In all honestly, Saturday's game was not a great one. It was extremely scrappy at times and slow to get going, but there still some interesting elements thrown up - despite how the sides were fairly evenly matched throughout.
A look at the two sides' average positions over the 90 minutes is as good a place as any to start. Firstly, Sunderland. The Black Cats' 4-4-2 was a rather traditional one - two central midfielders playing tight and plugging the gaps, two wingers expected to get forward to a big man-little man strike partnership.
Nicklas Bendtner is not, of course, the archetypal 'big man', but he combined well with Fraizer Campbell and got his just rewards with the games only goal. Bendtner's hold-up play was excellent, drawing Campbell, the two wingers and Craig Gardner into the game at various times, and it was in part his good work that ensured Sunderland controlled the game up until their goal.

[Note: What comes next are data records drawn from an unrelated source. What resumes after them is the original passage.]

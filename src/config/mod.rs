use std::env;
use std::fs;
use std::io::Write;
use std::path::{Path, PathBuf};

use anyhow::{Context, Result};
use directories::ProjectDirs;
use serde::{Deserialize, Serialize};

pub mod themes;

const APP_DOMAIN: &str = "io";
const APP_ORG: &str = "MdNotes";
const APP_NAME: &str = "mdnotes";

pub const DEFAULT_MOBILE_BREAKPOINT_PX: u32 = 768;
pub const DEFAULT_CELL_WIDTH_PX: u32 = 8;
pub const DEFAULT_QUOTA_BYTES: u64 = 5 * 1024 * 1024;
pub const DEFAULT_NOTIFICATION_TTL_SECS: u64 = 5;

pub struct ConfigLoader {
    paths: ConfigPaths,
}

impl ConfigLoader {
    pub fn discover() -> Result<Self> {
        let paths = ConfigPaths::discover()?;
        Ok(Self { paths })
    }

    pub fn with_paths(paths: ConfigPaths) -> Self {
        Self { paths }
    }

    pub fn paths(&self) -> &ConfigPaths {
        &self.paths
    }

    pub fn load_or_init(&self) -> Result<AppConfig> {
        self.paths.ensure_directories()?;
        if !self.paths.config_file.exists() {
            let mut default_cfg = AppConfig::default();
            default_cfg.post_load(&self.paths)?;
            self.write_default_config(&default_cfg)?;
            return Ok(default_cfg);
        }

        self.load()
    }

    pub fn load(&self) -> Result<AppConfig> {
        let raw = fs::read_to_string(&self.paths.config_file)
            .with_context(|| format!("reading config {}", self.paths.config_file.display()))?;
        let mut cfg: AppConfig = toml::from_str(&raw).context("parsing config toml")?;
        cfg.post_load(&self.paths)?;
        Ok(cfg)
    }

    fn write_default_config(&self, cfg: &AppConfig) -> Result<()> {
        let toml = toml::to_string_pretty(cfg).context("serializing default config")?;
        if let Some(parent) = self.paths.config_file.parent() {
            fs::create_dir_all(parent).with_context(|| format!("creating {}", parent.display()))?;
        }
        let mut file = fs::File::create(&self.paths.config_file)
            .with_context(|| format!("creating config {}", self.paths.config_file.display()))?;
        file.write_all(toml.as_bytes())
            .context("writing default config")?;
        Ok(())
    }
}

#[derive(Debug, Clone)]
pub struct ConfigPaths {
    pub config_dir: PathBuf,
    pub config_file: PathBuf,
    pub data_dir: PathBuf,
    pub database_path: PathBuf,
}

impl ConfigPaths {
    pub fn discover() -> Result<Self> {
        let override_config = env::var("MDNOTES_CONFIG").ok().map(PathBuf::from);
        let override_data = env::var("MDNOTES_DATA").ok().map(PathBuf::from);

        let project_dirs = ProjectDirs::from(APP_DOMAIN, APP_ORG, APP_NAME)
            .context("resolving XDG project directories")?;

        let config_dir = override_config
            .clone()
            .map(|p| {
                if p.is_dir() {
                    p
                } else {
                    p.parent().map(Path::to_path_buf).unwrap_or(p)
                }
            })
            .unwrap_or_else(|| project_dirs.config_dir().to_path_buf());

        let config_file = override_config
            .filter(|p| p.is_file() || p.extension().is_some())
            .unwrap_or_else(|| config_dir.join("config.toml"));

        let data_dir = override_data.unwrap_or_else(|| project_dirs.data_dir().to_path_buf());
        let database_path = data_dir.join("notes.db");

        Ok(Self {
            config_dir,
            config_file,
            data_dir,
            database_path,
        })
    }

    /// Paths rooted under a single directory; used by tests and portable installs.
    pub fn rooted_at(root: &Path) -> Self {
        let config_dir = root.join("config");
        let data_dir = root.join("data");
        Self {
            config_file: config_dir.join("config.toml"),
            database_path: data_dir.join("notes.db"),
            config_dir,
            data_dir,
        }
    }

    pub fn ensure_directories(&self) -> Result<()> {
        for dir in [&self.config_dir, &self.data_dir] {
            fs::create_dir_all(dir)
                .with_context(|| format!("creating application directory {}", dir.display()))?;
        }
        Ok(())
    }
}

#[derive(Debug, Clone, Serialize, Deserialize)]
#[serde(default)]
pub struct AppConfig {
    /// Seconds a status notification stays visible.
    pub notification_ttl_secs: u64,
    pub layout: LayoutOptions,
    pub storage: StorageOptions,
    pub preview: PreviewOptions,
}

impl Default for AppConfig {
    fn default() -> Self {
        Self {
            notification_ttl_secs: DEFAULT_NOTIFICATION_TTL_SECS,
            layout: LayoutOptions::default(),
            storage: StorageOptions::default(),
            preview: PreviewOptions::default(),
        }
    }
}

impl AppConfig {
    fn post_load(&mut self, paths: &ConfigPaths) -> Result<()> {
        self.storage
            .resolve(paths)
            .context("resolving storage paths")?;
        if self.layout.cell_width_px == 0 {
            tracing::warn!("layout.cell_width_px must be positive, falling back to default");
            self.layout.cell_width_px = DEFAULT_CELL_WIDTH_PX;
        }
        if self.layout.mobile_breakpoint_px == 0 {
            tracing::warn!("layout.mobile_breakpoint_px must be positive, falling back to default");
            self.layout.mobile_breakpoint_px = DEFAULT_MOBILE_BREAKPOINT_PX;
        }
        if self.storage.quota_bytes == 0 {
            tracing::warn!("storage.quota_bytes must be positive, falling back to default");
            self.storage.quota_bytes = DEFAULT_QUOTA_BYTES;
        }
        if self.notification_ttl_secs == 0 {
            tracing::warn!("notification_ttl_secs must be positive, falling back to default");
            self.notification_ttl_secs = DEFAULT_NOTIFICATION_TTL_SECS;
        }
        Ok(())
    }
}

#[derive(Debug, Clone, Copy, Serialize, Deserialize)]
#[serde(default)]
pub struct LayoutOptions {
    /// Logical widths strictly below this are laid out as a single pane.
    pub mobile_breakpoint_px: u32,
    /// Logical pixels per terminal column.
    pub cell_width_px: u32,
}

impl Default for LayoutOptions {
    fn default() -> Self {
        Self {
            mobile_breakpoint_px: DEFAULT_MOBILE_BREAKPOINT_PX,
            cell_width_px: DEFAULT_CELL_WIDTH_PX,
        }
    }
}

#[derive(Debug, Clone, Serialize, Deserialize)]
#[serde(default)]
pub struct StorageOptions {
    #[serde(skip)]
    pub database_path: PathBuf,
    pub wal_autocheckpoint: u32,
    /// Upper bound on the summed size of all stored keys and values.
    pub quota_bytes: u64,
}

impl Default for StorageOptions {
    fn default() -> Self {
        Self {
            database_path: PathBuf::new(),
            wal_autocheckpoint: 1000,
            quota_bytes: DEFAULT_QUOTA_BYTES,
        }
    }
}

impl StorageOptions {
    fn resolve(&mut self, paths: &ConfigPaths) -> Result<()> {
        if self.database_path.as_os_str().is_empty() {
            self.database_path = paths.database_path.clone();
        }
        Ok(())
    }
}

#[derive(Debug, Clone, Copy, Serialize, Deserialize)]
#[serde(default)]
pub struct PreviewOptions {
    pub tables: bool,
    pub strikethrough: bool,
    pub tasklists: bool,
}

impl Default for PreviewOptions {
    fn default() -> Self {
        Self {
            tables: true,
            strikethrough: true,
            tasklists: true,
        }
    }
}

#[cfg(test)]
mod tests {
    use super::*;
    use tempfile::TempDir;

    #[test]
    fn first_run_writes_default_config() -> Result<()> {
        let temp = TempDir::new()?;
        let loader = ConfigLoader::with_paths(ConfigPaths::rooted_at(temp.path()));
        let cfg = loader.load_or_init()?;
        assert!(loader.paths().config_file.exists());
        assert_eq!(cfg.layout.mobile_breakpoint_px, 768);
        assert_eq!(cfg.storage.database_path, loader.paths().database_path);

        let reloaded = loader.load()?;
        assert_eq!(reloaded.notification_ttl_secs, cfg.notification_ttl_secs);
        assert_eq!(reloaded.storage.quota_bytes, DEFAULT_QUOTA_BYTES);
        Ok(())
    }

    #[test]
    fn zero_values_fall_back_to_defaults() -> Result<()> {
        let temp = TempDir::new()?;
        let paths = ConfigPaths::rooted_at(temp.path());
        paths.ensure_directories()?;
        fs::write(
            &paths.config_file,
            "notification_ttl_secs = 0\n\n[layout]\nmobile_breakpoint_px = 0\ncell_width_px = 0\n\n[storage]\nquota_bytes = 0\n",
        )?;
        let cfg = ConfigLoader::with_paths(paths).load()?;
        assert_eq!(cfg.layout.mobile_breakpoint_px, DEFAULT_MOBILE_BREAKPOINT_PX);
        assert_eq!(cfg.layout.cell_width_px, DEFAULT_CELL_WIDTH_PX);
        assert_eq!(cfg.storage.quota_bytes, DEFAULT_QUOTA_BYTES);
        assert_eq!(cfg.notification_ttl_secs, DEFAULT_NOTIFICATION_TTL_SECS);
        assert!(cfg.preview.tables);
        Ok(())
    }
}
fn line_end(text: &str, cursor: usize) -> usize {
    text[cursor..]
        .find('\n')
        .map(|idx| cursor + idx)
        .unwrap_or_else(|| text.len())
}

fn column_at(text: &str, line_start: usize, cursor: usize) -> usize {
    text[line_start..cursor].graphemes(true).count()
}

fn position_for_column(text: &str, line_start: usize, column: usize) -> usize {
    let line_end = line_end(text, line_start);
    let mut position = line_start;
    for (count, grapheme) in text[line_start..line_end].graphemes(true).enumerate() {
        if count >= column {
            return position;
        }
        position += grapheme.len();
    }
    line_end
}

#[cfg(test)]
mod tests {
    use super::*;
    use crate::formatting::FormatAction;

    #[test]
    fn editor_undo_redo_cycles() {
        let mut editor = EditorState::new("hello".to_string());
        assert!(editor.insert_char('!'));
        assert_eq!(editor.buffer(), "hello!");
        assert!(editor.undo());
        assert_eq!(editor.buffer(), "hello");
        assert!(!editor.undo());
        assert!(editor.redo());
        assert_eq!(editor.buffer(), "hello!");
    }

    #[test]
    fn editor_word_navigation_skips_whitespace() {
        let mut editor = EditorState::new("alpha  beta".to_string());
        assert!(editor.move_word_left(false));
        assert_eq!(editor.cursor(), 7);
        assert!(editor.move_word_left(false));
        assert_eq!(editor.cursor(), 0);
        assert!(editor.move_word_right(false));
        assert_eq!(editor.cursor(), 7);
    }

    #[test]
    fn shift_moves_extend_selection_and_typing_replaces_it() {
        let mut editor = EditorState::new("abcdef".to_string());
        editor.move_left(true);
        editor.move_left(true);
        assert_eq!(editor.selection(), Selection::new(4, 6));
        editor.insert_char('X');
        assert_eq!(editor.buffer(), "abcdX");
        assert!(!editor.has_selection());
    }

    #[test]
    fn plain_move_collapses_selection_to_edge() {
        let mut editor = EditorState::new("abcdef".to_string());
        editor.set_selection(Selection::new(1, 4));
        editor.move_left(false);
        assert_eq!(editor.selection(), Selection::caret(1));

        editor.set_selection(Selection::new(1, 4));
        editor.move_right(false);
        assert_eq!(editor.selection(), Selection::caret(4));
    }

    #[test]
    fn backspace_removes_selection() {
        let mut editor = EditorState::new("hello world".to_string());
        editor.set_selection(Selection::new(5, 11));
        assert!(editor.backspace());
        assert_eq!(editor.buffer(), "hello");
        assert_eq!(editor.cursor(), 5);
    }

    #[test]
    fn insertion_restores_selection_only_after_commit() {
        let mut editor = EditorState::new("say hi".to_string());
        editor.set_selection(Selection::new(4, 6));
        let insertion = FormatAction::Bold.apply(editor.buffer(), editor.selection());
        editor.apply_insertion(insertion);

        // Phase one: the value changed, caret reset to the end.
        assert_eq!(editor.buffer(), "say **hi**");
        assert_eq!(editor.selection(), Selection::caret(10));
        assert_eq!(editor.pending_selection(), Some(Selection::new(6, 8)));

        // Phase two: after paint.
        assert!(editor.commit_pending_selection());
        assert_eq!(editor.selection(), Selection::new(6, 8));
        assert!(!editor.commit_pending_selection());
    }

    #[test]
    fn typing_before_commit_discards_pending_selection() {
        let mut editor = EditorState::new(String::new());
        let insertion = FormatAction::Italic.apply("", Selection::caret(0));
        editor.apply_insertion(insertion);
        editor.insert_char('x');
        assert_eq!(editor.pending_selection(), None);
        assert!(!editor.commit_pending_selection());
    }

    #[test]
    fn vertical_moves_keep_preferred_column() {
        let mut editor = EditorState::new("abcd\nx\nabcd".to_string());
        editor.set_selection(Selection::caret(3));
        assert!(editor.move_down(false));
        assert_eq!(editor.cursor(), 6);
        assert!(editor.move_down(false));
        assert_eq!(editor.cursor(), 10);
        assert!(editor.move_up(false));
        assert!(editor.move_up(false));
        assert_eq!(editor.cursor(), 3);
    }

    #[test]
    fn load_resets_history_and_cursor() {
        let mut editor = EditorState::new("seed".to_string());
        editor.insert_char('s');
        editor.load("other".to_string());
        assert_eq!(editor.cursor(), 5);
        assert!(!editor.undo());
    }
}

The other major factor in this control was the performance of the rest of the side's spine. The 'attack zones' graphic (shown later in this article) dictates that Liverpool attempted only 26% of their attacks through the middles, and this was down to the excellent work of Colback and Gardner in Sunderland's middle. Though filling in for Cattermole, Colback actually played more advanced that the suspended captain does - he still shielded his defence, but with only Luis Suarez up front for the visitors, the young Sunderland midfield was able to stay closer to midfield partner Gardner. It worked well and he put in an excellent display. Colback's most intriguing statistic was that he drew five fouls in the game; this relieved any pressure on Sunderland, as well as showing how the home midfield fared better in tight midfield combat than their opponents.
Prior to their late pressure, Liverpool offered very little going forward. Charlie Adam and Jordan Henderson were very poor in the middle; Adam gave away three fouls, as did Jay Spearing, and the Scot seemed to focus more on playing difficult passes as opposed to moving the game forward in a beneficial way for his side.
With Henderson forced inside - perhaps indicating again that he is a central midfielder, not a winger - Dirk Kuyt largely anonymous and Craig Bellamy poor (more on that later), it was left to Luis Suarez to forage any kind of attacking opportunity. To his credit, when he remained on his feet, the Uruguayan was lively, but it remains that his finishing is not that which would be expected of a man who cost in the region of £23m. Credit must be afforded again, however, to John O'Shea and Michael Turner. For the second week in a row these two were defensive powerhouses (7 tackles, 6 interceptions and 25 clearances between them), keeping out both Suarez and then the dreadful Andy Carroll when he arrived as a second-half substitute. Much like Newcastle last week prior to the sending off of Stephane Sessegnon, Sunderland opponent's were largely limited to speculative efforts from outside the area.
A Good Old-Fashioned Tussle
This game threw up one particular delight for traditionalists - a right old battle between winger and full-back. Sunderland's James McClean came up against a fellow youngster in the shape of Martin Kelly, in a tussle that intrigued and entertained throughout the 90 minutes.
Despite Sunderland's eventual victory, this particular matchup saw a tie. McClean was successful in two of his dribbles, but also saw himself dispossessed twice. He attempted five crosses in the duration of the game, though notably none of them were met by a red and white shirt - this was both a combination of Kelly's reluctance to let him get to the byline frequently, and good defending in the middle by Coates and Skrtel.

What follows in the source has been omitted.